Walau demikian, para  calon pemilih pun harus hati-hati dengan berita HOAX dan bernuansa SARA yang diperkirakan akan banyak bermunculan. Isinya bisa kampanye hitam atau fitnah yang berupaya membunuh karakter sang kandidat. Sebelum pilkada berlangsung, kampanye hitam sudah memakan korban. Bakal Cawagub Jatim Abdullah Azwar Anas mengundurkan diri setelah di media sosial (medsos) beredar foto yang mirip dirinya bersama seorang perempuan dan ada whine di dekatnya.
Medsos memang kadang sangat kejam. Dalam hitungan detik, sebuah HOAX atau berita negatif dengan sangat mudah tersebar. Dan jika sebuah informasi sudah menyebar di medsos, sangan sulit untuk dikendalikan. Dapat menyebar dari satu perangkat ke perangkat yang lainnnya. Oleh karena itu, seorang politisi mengingatkan tentang bahaya "jejak digital foto di internet", karena hal tersebut dapat dijadikan untuk membunuh karakter seseorang.
Di Pilgub Jabar pun, berita-berita bernuansa SARA sudah banyak bermunculan, seperti ada cagub yang dituding pro LGBT, ada cawagub yang dituding musyrik, pasangan cagub dan cawagub yang partainya dituding sebagai penista agama Islam dan pelindung ormas preman. Hal-hal seperti ini yang sangat rawan memicu konflik antarpendukung yang tentunya akan mengganggu kondusivitas suasana pilkada. Mengutip pernyataan Anies Baswedan, pilkada perlu dijadikan sebagai festival gagasan bukan untuk ajang perpecahan.

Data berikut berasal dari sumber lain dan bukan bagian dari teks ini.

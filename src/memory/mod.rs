//! An in-process event store.
//!
//! [`MemoryStore`] speaks the same [`Connection`](crate::connection::Connection)
//! interface as a network client, for tests and for embedding:
//!
//! - per-stream logs and a global `$all` order
//! - optimistic concurrency on append
//! - link events (`$>`, payload `"<number>@<stream>"`) resolved on request
//! - optional credential checks
//! - live subscriptions fed on append, in append order

mod store;
mod subscriptions;

pub use store::MemoryStore;
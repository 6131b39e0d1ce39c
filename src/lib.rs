//! # Eventline
//!
//! Client-side orchestration over an event store connection: historical
//! reads and live subscriptions, consumed as ordered pull sequences.
//!
//! ## Core Concepts
//!
//! - **Sequences**: Callback pushes buffered into an iterator the caller pulls
//! - **Reads**: One historical batch of a stream or of `$all`
//! - **Subscriptions**: Events appended from now on, until cancelled
//! - **Catch-up**: A bounded range read that waits for events not yet written
//!
//! ## Example
//!
//! ```ignore
//! use eventline::{Client, ClientConfig, EventData, ExpectedVersion, MemoryStore, ReadParams};
//!
//! let store = MemoryStore::new();
//! let client = Client::connect(&store, ClientConfig::default())?;
//!
//! // Write two events
//! client
//!     .write_events("orders-1", ExpectedVersion::NoStream, false, vec![
//!         EventData::json("OrderPlaced", &json!({ "total": 12 }))?,
//!         EventData::json("OrderPaid", &json!({}))?,
//!     ])
//!     .wait()?;
//!
//! // Events 0..=3, waiting up to the timeout for 2 and 3 to be written
//! for event in client.read_range_until("orders-1", 0, 3, &ReadParams::new())? {
//!     println!("{}", event?.event_type);
//! }
//! ```

mod catchup;
pub mod client;
pub mod config;
pub mod connection;
pub mod error;
pub mod memory;
mod reads;
pub mod sequence;
pub mod subscriptions;
pub mod types;
pub mod write;

// Re-exports
pub use client::Client;
pub use config::{ClientConfig, ConnectionSettings, ReadOptions, ReadParams};
pub use connection::{Connection, Connector, Readiness, ReadObserver, SubscriptionObserver};
pub use error::{ClientError, Result};
pub use memory::MemoryStore;
pub use sequence::{EventSequence, EventSink, SequenceState, SequenceWriter};
pub use subscriptions::{LiveSubscription, SubscriptionToken};
pub use types::*;
pub use write::PendingWrite;
use crate::connection::ReadObserver;
use crate::error::ClientError;
use crate::sequence::EventSink;
use crate::types::{AllReadCompletion, ReadStatus, RecordedEvent, StreamReadCompletion};
use std::sync::Arc;
use tracing::debug;

/// Read completions carry a status.
pub(crate) trait Completion: Send {
    fn status(&self) -> &ReadStatus;
}

impl Completion for StreamReadCompletion {
    fn status(&self) -> &ReadStatus {
        &self.status
    }
}

impl Completion for AllReadCompletion {
    fn status(&self) -> &ReadStatus {
        &self.status
    }
}

/// Republishes one read batch into a sink.
pub(crate) struct ReadForwarder {
    operation: &'static str,
    sink: Arc<dyn EventSink>,
    completed: bool,
}

impl ReadForwarder {
    pub(crate) fn new(operation: &'static str, sink: Arc<dyn EventSink>) -> Self {
        Self {
            operation,
            sink,
            completed: false,
        }
    }
}

impl<C: Completion> ReadObserver<C> for ReadForwarder {
    fn on_event(&mut self, event: RecordedEvent) {
        self.sink.produce(event);
    }

    fn on_complete(mut self: Box<Self>, completion: C) {
        self.completed = true;
        match completion.status() {
            ReadStatus::Success | ReadStatus::NoStream => self.sink.end(),
            status => {
                debug!(operation = self.operation, ?status, "read failed");
                self.sink
                    .fail(ClientError::store(self.operation, status_reason(status)));
            }
        }
    }
}

impl Drop for ReadForwarder {
    fn drop(&mut self) {
        // Connection discarded the request without completing it.
        if !self.completed {
            self.sink.fail(ClientError::ConnectionClosed);
        }
    }
}

fn status_reason(status: &ReadStatus) -> String {
    match status {
        ReadStatus::Success => "success".to_string(),
        ReadStatus::NoStream => "stream not found".to_string(),
        ReadStatus::StreamDeleted => "stream deleted".to_string(),
        ReadStatus::NotModified => "not modified".to_string(),
        ReadStatus::AccessDenied => "access denied".to_string(),
        ReadStatus::Error(message) => message.clone(),
    }
}
//! Single-batch historical reads.
//!
//! Each read issues exactly one request to the store and republishes the
//! returned batch, in the order the store returned it, into an
//! [`EventSink`](crate::sequence::EventSink). There is no pagination: a
//! caller that needs more than `max_count` events asks for a larger batch or
//! chains reads itself.

mod forwarder;

use crate::config::ReadOptions;
use crate::connection::Connection;
use crate::sequence::EventSink;
use crate::types::{AllReadRequest, Credentials, EventNumber, Position, StreamReadRequest};
use forwarder::ReadForwarder;
use std::sync::Arc;
use tracing::trace;

fn stream_request(stream_id: &str, from: EventNumber, options: &ReadOptions) -> StreamReadRequest {
    StreamReadRequest {
        stream_id: stream_id.to_string(),
        from,
        max_count: options.max_count,
        resolve_link_tos: options.resolve_link_tos,
        require_master: options.require_master,
    }
}

fn all_request(position: Position, options: &ReadOptions) -> AllReadRequest {
    AllReadRequest {
        position,
        max_count: options.max_count,
        resolve_link_tos: options.resolve_link_tos,
        require_master: options.require_master,
    }
}

/// Read up to `options.max_count` events of `stream_id`, ascending from `from`.
pub(crate) fn read_forward(
    connection: &dyn Connection,
    stream_id: &str,
    from: EventNumber,
    options: &ReadOptions,
    credentials: Option<&Credentials>,
    sink: Arc<dyn EventSink>,
) {
    trace!(stream = stream_id, from, max_count = options.max_count, "read forward");
    connection.read_stream_events_forward(
        stream_request(stream_id, from, options),
        credentials,
        Box::new(ReadForwarder::new("read stream forward", sink)),
    );
}

/// Read up to `options.max_count` events of `stream_id`, descending from
/// `from` ([`STREAM_END`](crate::types::STREAM_END) for the newest).
pub(crate) fn read_backward(
    connection: &dyn Connection,
    stream_id: &str,
    from: EventNumber,
    options: &ReadOptions,
    credentials: Option<&Credentials>,
    sink: Arc<dyn EventSink>,
) {
    trace!(stream = stream_id, from, max_count = options.max_count, "read backward");
    connection.read_stream_events_backward(
        stream_request(stream_id, from, options),
        credentials,
        Box::new(ReadForwarder::new("read stream backward", sink)),
    );
}

pub(crate) fn read_all_forward(
    connection: &dyn Connection,
    position: Position,
    options: &ReadOptions,
    credentials: Option<&Credentials>,
    sink: Arc<dyn EventSink>,
) {
    trace!(?position, max_count = options.max_count, "read $all forward");
    connection.read_all_events_forward(
        all_request(position, options),
        credentials,
        Box::new(ReadForwarder::new("read all forward", sink)),
    );
}

pub(crate) fn read_all_backward(
    connection: &dyn Connection,
    position: Position,
    options: &ReadOptions,
    credentials: Option<&Credentials>,
    sink: Arc<dyn EventSink>,
) {
    trace!(?position, max_count = options.max_count, "read $all backward");
    connection.read_all_events_backward(
        all_request(position, options),
        credentials,
        Box::new(ReadForwarder::new("read all backward", sink)),
    );
}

Seorang pemilih literat adalah pemilih yang cerdas, pemilih yang memiliki rasa ingin tahu yang tinggi, tidak mudah percaya terhadap sebuah berita, selalu cek dan ricek kebenarannya, dan tidak mudah juga menyebarkan berita-berita HOAX serta beruansa SARA, sehingga pada waktunya dapat memilih secara mantap calon yang didukungnya.